SOURCE MATERIAL below:

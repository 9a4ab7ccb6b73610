//! News list and article detail.

use prompt_hub_shared::{ArticleItem, ArticleQuery, Notice, Page, PageInfo};

use crate::{
    api::CatalogApi,
    error::ApiError,
    sequence::{RequestSequence, RequestTicket},
};

/// Notice shown when the article list fails to load.
pub const LOAD_ARTICLES_FAILED: &str = "加载文章失败，请稍后重试";

/// Text of the "article not found" state.
pub const ARTICLE_NOT_FOUND: &str = "文章不存在";

/// A user action on the article list.
#[derive(Debug, Clone, PartialEq, Eq)]
pub enum NewsEvent {
    /// `None` (or the "all" sentinel) clears the category filter.
    SetCategory(Option<String>),
    /// Free-text search; blank clears it.
    SetSearch(String),
    /// Jump to a page, clamped once the total is known.
    GoToPage(u32),
}

/// An article-list request the caller must run and report back.
#[derive(Debug, Clone, PartialEq, Eq)]
pub struct PendingArticles {
    /// Ticket to hand back to [`NewsController::complete`].
    pub ticket: RequestTicket,
    /// Request to send.
    pub query: ArticleQuery,
}

/// What the news list currently shows.
#[derive(Debug, Clone, PartialEq)]
pub struct NewsView {
    /// Articles of the last page that loaded.
    pub articles: Vec<ArticleItem>,
    /// Requested page and totals; the page may lie past the end.
    pub page: PageInfo,
    /// A fetch is in flight.
    pub loading: bool,
    /// Message to show once.
    pub notice: Option<Notice>,
}

/// Paged article list. Unlike the catalog, a failed load keeps the previous
/// page on screen.
#[derive(Debug)]
pub struct NewsController {
    query: ArticleQuery,
    sequence: RequestSequence,
    view: NewsView,
    loaded_once: bool,
}

impl NewsController {
    /// List that will load `query` on the first refresh.
    pub fn new(query: ArticleQuery) -> Self {
        let page = PageInfo::new(query.page, query.page_size, 0);
        Self {
            query,
            sequence: RequestSequence::new(),
            view: NewsView {
                articles: Vec::new(),
                page,
                loading: false,
                notice: None,
            },
            loaded_once: false,
        }
    }

    /// Query of the latest issued request.
    pub fn query(&self) -> &ArticleQuery {
        &self.query
    }

    /// What is on screen.
    pub fn view(&self) -> &NewsView {
        &self.view
    }

    /// Take the pending notice so it is shown once.
    pub fn take_notice(&mut self) -> Option<Notice> {
        self.view.notice.take()
    }

    /// Issue a fetch for the current query.
    pub fn refresh(&mut self) -> PendingArticles {
        self.view.loading = true;
        PendingArticles {
            ticket: self.sequence.issue(),
            query: self.query.clone(),
        }
    }

    /// Category and search changes go back to page 1; page moves are clamped
    /// once the total is known.
    pub fn apply(&mut self, event: NewsEvent) -> Option<PendingArticles> {
        let mut next = self.query.clone();
        match event {
            NewsEvent::SetCategory(category) => {
                next.category = category;
                next.page = 1;
            },
            NewsEvent::SetSearch(search) => {
                next.search = Some(search);
                next.page = 1;
            },
            NewsEvent::GoToPage(page) => {
                next.page = if self.loaded_once {
                    self.view.page.clamp(page)
                } else {
                    page.max(1)
                };
            },
        }

        if next.to_params() == self.query.to_params() {
            return None;
        }
        self.query = next;
        Some(self.refresh())
    }

    /// Record the outcome of `ticket`. Returns whether the view changed.
    pub fn complete(
        &mut self,
        ticket: RequestTicket,
        result: Result<Page<ArticleItem>, ApiError>,
    ) -> bool {
        if !self.sequence.is_latest(ticket) {
            tracing::debug!(ticket = ticket.get(), "discarding stale article response");
            return false;
        }

        self.view.loading = false;
        match result {
            Ok(page) => {
                self.view.page =
                    PageInfo::requested(self.query.page, self.query.page_size, page.total);
                self.view.articles = page.items;
                self.loaded_once = true;
            },
            Err(err) => {
                tracing::error!("加载文章失败: {err}");
                self.view.notice = Some(Notice::error(LOAD_ARTICLES_FAILED));
            },
        }
        true
    }

    /// Fetch for the last page when the loaded page turned out to lie past it.
    pub fn follow_last_page(&mut self) -> Option<PendingArticles> {
        if !self.loaded_once || !self.view.page.is_out_of_range() {
            return None;
        }
        let last = self.view.page.total_pages;
        tracing::debug!(requested = self.query.page, last, "article page past the end");
        self.apply(NewsEvent::GoToPage(last))
    }

    /// Run `fetch`, then move to the last page if it was past the end.
    pub async fn run<A: CatalogApi + ?Sized>(&mut self, api: &A, fetch: PendingArticles) -> bool {
        let mut fetch = fetch;
        loop {
            let result = api.fetch_articles(&fetch.query).await;
            let changed = self.complete(fetch.ticket, result);
            match self.follow_last_page() {
                Some(next) if changed => fetch = next,
                _ => return changed,
            }
        }
    }
}

/// Outcome of opening one article.
#[derive(Debug, Clone, PartialEq)]
pub enum ArticleDetail {
    /// The article.
    Loaded(ArticleItem),
    /// The server answered 404.
    NotFound {
        /// Id that was requested.
        id: String,
    },
    /// Any other failure, already turned into a message.
    Failed {
        /// Text to show instead of the article.
        message: String,
    },
}

/// Load one article, folding every failure into a displayable state.
pub async fn load_article<A: CatalogApi + ?Sized>(api: &A, id: &str) -> ArticleDetail {
    match api.fetch_article(id).await {
        Ok(article) => ArticleDetail::Loaded(article),
        Err(err) if err.is_not_found() => ArticleDetail::NotFound {
            id: id.to_string(),
        },
        Err(err) => {
            tracing::error!(article_id = id, "获取文章详情失败: {err}");
            ArticleDetail::Failed {
                message: LOAD_ARTICLES_FAILED.to_string(),
            }
        },
    }
}

#[cfg(test)]
mod tests {
    use std::sync::Mutex;

    use async_trait::async_trait;
    use prompt_hub_shared::{query::ALL_ARTICLE_CATEGORIES, Platform, PromptItem, PromptQuery};

    use super::*;

    /// Serves `total` articles, ten to a page, and records the pages asked for.
    struct PagedArticles {
        total: u64,
        requested: Mutex<Vec<u32>>,
    }

    #[async_trait]
    impl CatalogApi for PagedArticles {
        async fn fetch_platforms(&self) -> Result<Vec<Platform>, ApiError> {
            Ok(Vec::new())
        }

        async fn fetch_prompts(&self, _query: &PromptQuery) -> Result<Page<PromptItem>, ApiError> {
            Ok(Page {
                items: Vec::new(),
                page: 1,
                page_size: 1000,
                total: 0,
            })
        }

        async fn fetch_articles(&self, query: &ArticleQuery) -> Result<Page<ArticleItem>, ApiError> {
            if let Ok(mut requested) = self.requested.lock() {
                requested.push(query.page);
            }
            let start = u64::from(query.page - 1) * u64::from(query.page_size);
            let end = (start + u64::from(query.page_size)).min(self.total);
            Ok(Page {
                items: (start..end).map(|n| article(&n.to_string())).collect(),
                page: query.page,
                page_size: query.page_size,
                total: self.total,
            })
        }

        async fn fetch_article(&self, id: &str) -> Result<ArticleItem, ApiError> {
            Err(ApiError::NotFound {
                resource: "article",
                id: id.to_string(),
            })
        }
    }

    fn article(id: &str) -> ArticleItem {
        ArticleItem {
            id: id.to_string(),
            title: format!("article {id}"),
            description: String::new(),
            content: String::new(),
            category: "行业动态".to_string(),
            publish_date: "2024-06-01".to_string(),
            views: 3,
            author: None,
        }
    }

    fn page(ids: &[&str], total: u64) -> Page<ArticleItem> {
        Page {
            items: ids.iter().map(|id| article(id)).collect(),
            page: 1,
            page_size: 10,
            total,
        }
    }

    #[test]
    fn failed_load_keeps_previous_page() {
        let mut controller = NewsController::new(ArticleQuery::default());
        let first = controller.refresh();
        controller.complete(first.ticket, Ok(page(&["1", "2"], 2)));

        let second = controller.refresh();
        let err = ApiError::Protocol(crate::error::ProtocolError::HttpStatus(500));
        assert!(controller.complete(second.ticket, Err(err)));
        assert_eq!(controller.view().articles.len(), 2);
        assert_eq!(
            controller.take_notice().map(|notice| notice.message),
            Some(LOAD_ARTICLES_FAILED.to_string())
        );
    }

    #[test]
    fn page_moves_are_clamped_after_first_load() {
        let mut controller = NewsController::new(ArticleQuery::default());
        let first = controller.refresh();
        controller.complete(first.ticket, Ok(page(&["1"], 25)));
        assert_eq!(controller.view().page.total_pages, 3);

        let fetch = controller
            .apply(NewsEvent::GoToPage(9))
            .expect("page change");
        assert_eq!(fetch.query.page, 3);
    }

    #[test]
    fn category_change_resets_page_and_all_is_a_noop() {
        let mut controller = NewsController::new(ArticleQuery {
            page: 2,
            ..ArticleQuery::default()
        });
        let fetch = controller
            .apply(NewsEvent::SetCategory(Some("行业动态".to_string())))
            .expect("category change");
        assert_eq!(fetch.query.page, 1);

        let mut fresh = NewsController::new(ArticleQuery::default());
        assert_eq!(
            fresh.apply(NewsEvent::SetCategory(Some(ALL_ARTICLE_CATEGORIES.to_string()))),
            None
        );
    }

    #[test]
    fn page_past_the_end_is_shown_as_requested() {
        let mut controller = NewsController::new(ArticleQuery {
            page: 99,
            ..ArticleQuery::default()
        });
        let fetch = controller.refresh();
        controller.complete(fetch.ticket, Ok(page(&[], 25)));

        let view = controller.view();
        assert_eq!(view.page.page, fetch.query.page);
        assert_eq!(view.page.total_pages, 3);
        assert!(view.page.is_out_of_range());

        let last = controller.follow_last_page().expect("move to last page");
        assert_eq!(last.query.page, 3);
    }

    #[tokio::test]
    async fn run_lands_on_the_last_page() {
        let api = PagedArticles {
            total: 25,
            requested: Mutex::new(Vec::new()),
        };
        let mut controller = NewsController::new(ArticleQuery {
            page: 99,
            ..ArticleQuery::default()
        });
        let fetch = controller.refresh();
        assert!(controller.run(&api, fetch).await);

        let view = controller.view();
        assert_eq!(view.page.page, 3);
        assert_eq!(controller.query().page, 3);
        assert_eq!(view.articles.len(), 5);
        assert_eq!(*api.requested.lock().expect("lock"), vec![99, 3]);
        assert_eq!(controller.follow_last_page(), None);
    }

    #[tokio::test]
    async fn next_and_prev_walk_the_list() {
        let api = PagedArticles {
            total: 25,
            requested: Mutex::new(Vec::new()),
        };
        let mut controller = NewsController::new(ArticleQuery::default());
        let fetch = controller.refresh();
        controller.run(&api, fetch).await;

        let next = controller.view().page.next().expect("second page");
        let fetch = controller
            .apply(NewsEvent::GoToPage(next))
            .expect("page change");
        controller.run(&api, fetch).await;
        assert_eq!(controller.view().page.page, 2);
        assert_eq!(controller.view().articles[0].id, "10");

        assert_eq!(controller.view().page.prev(), Some(1));
    }
}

End of SOURCE MATERIAL.

● WHAT TO WORK ON
Give only the number of lines in the entries above that hold the string "second".

● ANSWER SECTION
3